The thought surprised me. I was already planning around people who hadn't arrived yet, integration milestones that existed only in projection.
[CP TRAJECTORY UPDATE]
[CURRENT: 50 CP | NEXT MILESTONE: SPECIES 15 (+15 CP) | PROJECTED: 65 CP]
[ITHLINNE'S CODEX: 450 CP REMAINING | ESTIMATED TIME: 6-8 MONTHS]
Six to eight months. The number felt both impossibly distant and surprisingly achievable.
We walked back to the manor as the night deepened, the Arachas samples wrapped in treated cloth, the encounter already being filed in my memory as data points for future analysis.
Gervin was quiet for most of the walk. Then, as the forge light came into view:
"The way you fight. The way you look at things twice before you move. The sound you made with the Nekkers that first patrol."
I said nothing.
"I'm not asking what it is," he continued. "I'm telling you I've noticed. And I'm telling you it doesn't change anything, as long as it keeps working."

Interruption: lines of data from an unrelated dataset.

#![allow(dead_code)]

use ft_auth::{MemoryTokenStore, TokenStore};
use ft_client::ApiClient;
use ft_config::StoresConfig;
use ft_store::{App, BookingCache, NotificationCache, RecordingNavigator, Session};

use std::sync::Arc;

use jsonwebtoken::{EncodingKey, Header, encode};
use serde_json::{Value, json};
use wiremock::MockServer;

pub const TEST_SECRET: &[u8] = b"test-secret-key-at-least-32-bytes";

/// Mint a token whose claims match what the API issues.
pub fn create_token(id: &str, role: &str, expires_in_secs: i64) -> String {
    let now = chrono::Utc::now().timestamp();
    let claims = json!({
        "id": id,
        "name": format!("User {id}"),
        "email": format!("{id}@example.com"),
        "role": role,
        "iat": now,
        "exp": now + expires_in_secs,
    });

    encode(
        &Header::default(),
        &claims,
        &EncodingKey::from_secret(TEST_SECRET),
    )
    .expect("Failed to encode JWT")
}

pub fn user_json(id: &str, role: &str) -> Value {
    json!({
        "id": id,
        "name": format!("User {id}"),
        "email": format!("{id}@example.com"),
        "role": role
    })
}

pub fn booking_json(id: &str, status: &str) -> Value {
    json!({
        "id": id,
        "trainerId": "t1",
        "clientId": "c1",
        "date": "2024-01-01",
        "startTime": "09:00",
        "endTime": "10:00",
        "status": status,
        "sessionType": "strength",
        "price": 45.0,
        "location": "Main gym",
        "notes": "Bring shoes"
    })
}

pub fn notification_json(id: &str, read: bool) -> Value {
    json!({
        "id": id,
        "userId": "c1",
        "message": format!("Notification {id}"),
        "type": "booking",
        "read": read,
        "createdAt": "2024-01-01T08:00:00Z"
    })
}

/// Mock API plus a session wired to in-memory token storage.
pub struct TestFixture {
    pub server: MockServer,
    pub api: Arc<ApiClient>,
    pub tokens: Arc<MemoryTokenStore>,
    pub navigator: Arc<RecordingNavigator>,
    pub session: Arc<Session>,
}

impl TestFixture {
    pub async fn anonymous() -> Self {
        Self::with_tokens(MemoryTokenStore::new()).await
    }

    /// Session restored from a freshly minted token for `id` with `role`.
    pub async fn logged_in(id: &str, role: &str) -> Self {
        let fixture = Self::with_tokens(MemoryTokenStore::with_token(create_token(id, role, 3600)))
            .await;
        fixture
            .session
            .restore()
            .await
            .expect("fixture token should restore");
        fixture
    }

    async fn with_tokens(tokens: MemoryTokenStore) -> Self {
        let server = MockServer::start().await;
        let api = Arc::new(ApiClient::new(&server.uri()));
        let tokens = Arc::new(tokens);
        let navigator = Arc::new(RecordingNavigator::new());
        let session = Arc::new(Session::new(
            api.clone(),
            tokens.clone(),
            navigator.clone(),
        ));

        Self {
            server,
            api,
            tokens,
            navigator,
            session,
        }
    }

    pub fn booking_cache(&self) -> BookingCache {
        BookingCache::new(self.api.clone(), self.session.subscribe())
    }

    pub fn notification_cache(&self) -> NotificationCache {
        NotificationCache::new(self.api.clone(), self.session.subscribe())
    }

    pub fn persisted_token(&self) -> Option<String> {
        self.tokens.load().unwrap()
    }
}

/// Mount an [`App`] against `server` with the given persisted token.
pub async fn mount_app(
    server: &MockServer,
    token: Option<String>,
    clear_on_logout: bool,
) -> (App, Arc<MemoryTokenStore>, Arc<RecordingNavigator>) {
    let api = Arc::new(ApiClient::new(&server.uri()));
    let tokens = Arc::new(match token {
        Some(token) => MemoryTokenStore::with_token(token),
        None => MemoryTokenStore::new(),
    });
    let navigator = Arc::new(RecordingNavigator::new());
    let config = StoresConfig { clear_on_logout };

    let app = App::mount(api, tokens.clone(), navigator.clone(), &config).await;
    (app, tokens, navigator)
}
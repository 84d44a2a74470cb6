use crate::Route;

use std::sync::Mutex;

use log::info;

/// Receives the navigation requests the session store issues after login,
/// registration, logout and password reset.
pub trait Navigator: Send + Sync {
    fn navigate(&self, route: Route);
}

/// Logs the destination. Used where there is nothing to route to.
#[derive(Debug, Default, Clone, Copy)]
pub struct LogNavigator;

impl Navigator for LogNavigator {
    fn navigate(&self, route: Route) {
        info!("Navigate to {}", route.path());
    }
}

/// Keeps every requested route in order.
#[derive(Debug, Default)]
pub struct RecordingNavigator {
    routes: Mutex<Vec<Route>>,
}

impl RecordingNavigator {
    pub fn new() -> Self {
        Self::default()
    }

    pub fn routes(&self) -> Vec<Route> {
        self.routes.lock().unwrap_or_else(|e| e.into_inner()).clone()
    }

    pub fn last(&self) -> Option<Route> {
        self.routes
            .lock()
            .unwrap_or_else(|e| e.into_inner())
            .last()
            .copied()
    }
}

impl Navigator for RecordingNavigator {
    fn navigate(&self, route: Route) {
        self.routes
            .lock()
            .unwrap_or_else(|e| e.into_inner())
            .push(route);
    }
}
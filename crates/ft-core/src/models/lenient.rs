use serde::{Deserialize, Deserializer};

/// Read an explicit `null` as the field's default.
///
/// `#[serde(default)]` only covers absent keys; the API also sends `null`
/// for optional columns it has no value for.
pub(crate) fn null_as_default<'de, D, T>(deserializer: D) -> Result<T, D::Error>
where
    D: Deserializer<'de>,
    T: Default + Deserialize<'de>,
{
    Ok(Option::<T>::deserialize(deserializer)?.unwrap_or_default())
}
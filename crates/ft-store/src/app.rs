use crate::{BookingCache, Navigator, NotificationCache, Route, Session};

use ft_auth::TokenStore;
use ft_client::ApiClient;
use ft_config::StoresConfig;

use std::sync::Arc;

use log::{info, warn};
use tokio::task::JoinHandle;

/// The session store and both entity caches, wired together.
///
/// Views receive this (or one of its parts) explicitly instead of looking
/// stores up from ambient context.
pub struct App {
    pub session: Arc<Session>,
    pub bookings: Arc<BookingCache>,
    pub notifications: Arc<NotificationCache>,
    clear_on_logout: bool,
}

impl App {
    /// Build the stores and restore any persisted session.
    ///
    /// The session is mounted first because both caches key off its
    /// identity. When a session was restored, the caches are filled before
    /// returning; fetch failures are left in each cache's error slot.
    pub async fn mount(
        api: Arc<ApiClient>,
        tokens: Arc<dyn TokenStore>,
        navigator: Arc<dyn Navigator>,
        config: &StoresConfig,
    ) -> Self {
        let session = Arc::new(Session::new(api.clone(), tokens, navigator));
        let restored = session.restore().await;

        let bookings = Arc::new(BookingCache::new(api.clone(), session.subscribe()));
        let notifications = Arc::new(NotificationCache::new(api, session.subscribe()));

        let app = Self {
            session,
            bookings,
            notifications,
            clear_on_logout: config.clear_on_logout,
        };

        if restored.is_some() {
            app.refresh().await;
        }

        app
    }

    /// Fetch both collections for the current identity.
    pub async fn refresh(&self) {
        let (bookings, notifications) =
            tokio::join!(self.bookings.fetch(), self.notifications.fetch());

        if let Err(e) = bookings {
            warn!("Initial booking fetch failed: {e}");
        }
        if let Err(e) = notifications {
            warn!("Initial notification fetch failed: {e}");
        }
    }

    /// Keep both caches in step with later logins and logouts.
    pub fn spawn_identity_sync(&self) -> Vec<JoinHandle<()>> {
        vec![
            self.bookings.clone().spawn_identity_sync(self.clear_on_logout),
            self.notifications
                .clone()
                .spawn_identity_sync(self.clear_on_logout),
        ]
    }

    /// End the session and, unless configured otherwise, drop cached data
    /// right away rather than waiting for the sync tasks.
    pub async fn logout(&self) -> Route {
        let route = self.session.logout().await;

        if self.clear_on_logout {
            self.bookings.clear();
            self.notifications.clear();
            info!("Cleared cached bookings and notifications");
        }

        route
    }
}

"What would change things?"
"If it stopped working. If it put people at risk instead of saving them." He met my eyes directly. "You've killed more monsters in two months than the last lord killed in his entire tenure. You've built walls, cleared fields, given farmers something they haven't had in years. Whatever you're doing, it's producing results."
"And if someone asks you about the way I fight?"
"Then I tell them you're a careful planner who studies his targets before he engages. Which is true." A pause. "The rest is your business."
The work was cleaner than I'd expected. The diagram was more reliable than I'd had any right to hope.
Both of those facts felt like something I could build on.